//! Error types for the reconciliation core
//!
//! [`ReconcileError`] aggregates every stage's errors and classifies them for
//! the surrounding pipeline:
//! - Fallback: invalid extractor output or unavailable extraction; render the
//!   unstructured summary instead of a workflow
//! - User rejection: one requested checklist mutation refused, state untouched
//! - Fatal: a checklist diverged from its workflow and is halted

use crate::config::ConfigError;
use docplan_checklist::ChecklistError;
use docplan_extract::DocumentId;
use docplan_graph::GraphError;
use docplan_workflow::AssemblyError;
use serde::Serialize;

/// Main reconciliation error type
#[derive(Debug, thiserror::Error)]
pub enum ReconcileError {
    /// Dangling dependency or duplicate step in the extracted steps
    #[error("validation failed: {0}")]
    Validation(GraphError),

    /// Circular step dependency
    #[error("{0}")]
    Cycle(GraphError),

    /// Assembly inputs disagree
    #[error("assembly failed: {0}")]
    Assembly(#[from] AssemblyError),

    /// Checklist operation failed
    #[error(transparent)]
    Checklist(#[from] ChecklistError),

    /// The extraction collaborator gave up
    #[error("extraction unavailable for document {document_id}: {reason}")]
    ExtractionUnavailable {
        /// Document being processed
        document_id: DocumentId,
        /// Reason reported by the caller
        reason: String,
    },

    /// A newer or equal version of the document's workflow is already committed
    #[error("stale version {offered} for document {document_id}; version {current} is committed")]
    StaleVersion {
        /// Document
        document_id: DocumentId,
        /// Version offered
        offered: u32,
        /// Version already committed
        current: u32,
    },

    /// Processing was cancelled; nothing was committed
    #[error("processing of document {0} was cancelled")]
    Cancelled(DocumentId),

    /// Configuration error
    #[error(transparent)]
    Config(#[from] ConfigError),
}

impl From<GraphError> for ReconcileError {
    fn from(err: GraphError) -> Self {
        if err.is_cycle() {
            Self::Cycle(err)
        } else {
            Self::Validation(err)
        }
    }
}

impl ReconcileError {
    /// The caller should render the unstructured summary instead of a workflow
    #[inline]
    #[must_use]
    pub fn requires_fallback(&self) -> bool {
        matches!(
            self,
            Self::Validation(_) | Self::Cycle(_) | Self::Assembly(_) | Self::ExtractionUnavailable { .. }
        )
    }

    /// A single checklist mutation was refused
    #[inline]
    #[must_use]
    pub fn is_user_rejection(&self) -> bool {
        matches!(self, Self::Checklist(err) if err.is_user_rejection())
    }

    /// Halts operations pending manual repair
    #[inline]
    #[must_use]
    pub fn is_fatal(&self) -> bool {
        matches!(self, Self::Checklist(err) if err.is_fatal())
    }

    /// Steps on the rejected cycle, if this is a cycle error
    #[must_use]
    pub fn cycle_path(&self) -> Option<&[u32]> {
        match self {
            Self::Cycle(GraphError::Cycle { cycle_path }) => Some(cycle_path),
            _ => None,
        }
    }
}

/// Why the structured workflow was abandoned
#[derive(Debug, Clone, PartialEq, Eq, Serialize)]
#[serde(tag = "cause", rename_all = "snake_case")]
pub enum FallbackCause {
    /// Step dependencies are circular
    CircularDependencies {
        /// The cycle, first step repeated at the end
        cycle_path: Vec<u32>,
    },
    /// Step dependencies reference unknown or duplicate steps
    InvalidSteps,
    /// The extractor's steps could not be assembled
    AssemblyFailed,
    /// The extraction collaborator gave up
    ExtractionUnavailable,
}

/// Instruction to the surrounding system to show the simplified summary
#[derive(Debug, Clone, PartialEq, Eq, Serialize)]
pub struct FallbackDecision {
    #[serde(flatten)]
    pub cause: FallbackCause,
    /// Human-readable detail
    pub detail: String,
}

impl FallbackDecision {
    /// Fallback for `err`, or `None` if it is not a fallback-class error
    #[must_use]
    pub fn from_error(err: &ReconcileError) -> Option<Self> {
        let cause = match err {
            ReconcileError::Cycle(GraphError::Cycle { cycle_path }) => FallbackCause::CircularDependencies {
                cycle_path: cycle_path.clone(),
            },
            ReconcileError::Cycle(_) | ReconcileError::Validation(_) => FallbackCause::InvalidSteps,
            ReconcileError::Assembly(_) => FallbackCause::AssemblyFailed,
            ReconcileError::ExtractionUnavailable { .. } => FallbackCause::ExtractionUnavailable,
            _ => return None,
        };
        Some(Self {
            cause,
            detail: err.to_string(),
        })
    }
}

--------

§ **Work task**
Say how many lines in the records contain the string "CircularDependencies". No other text is needed.

§ **Response**
2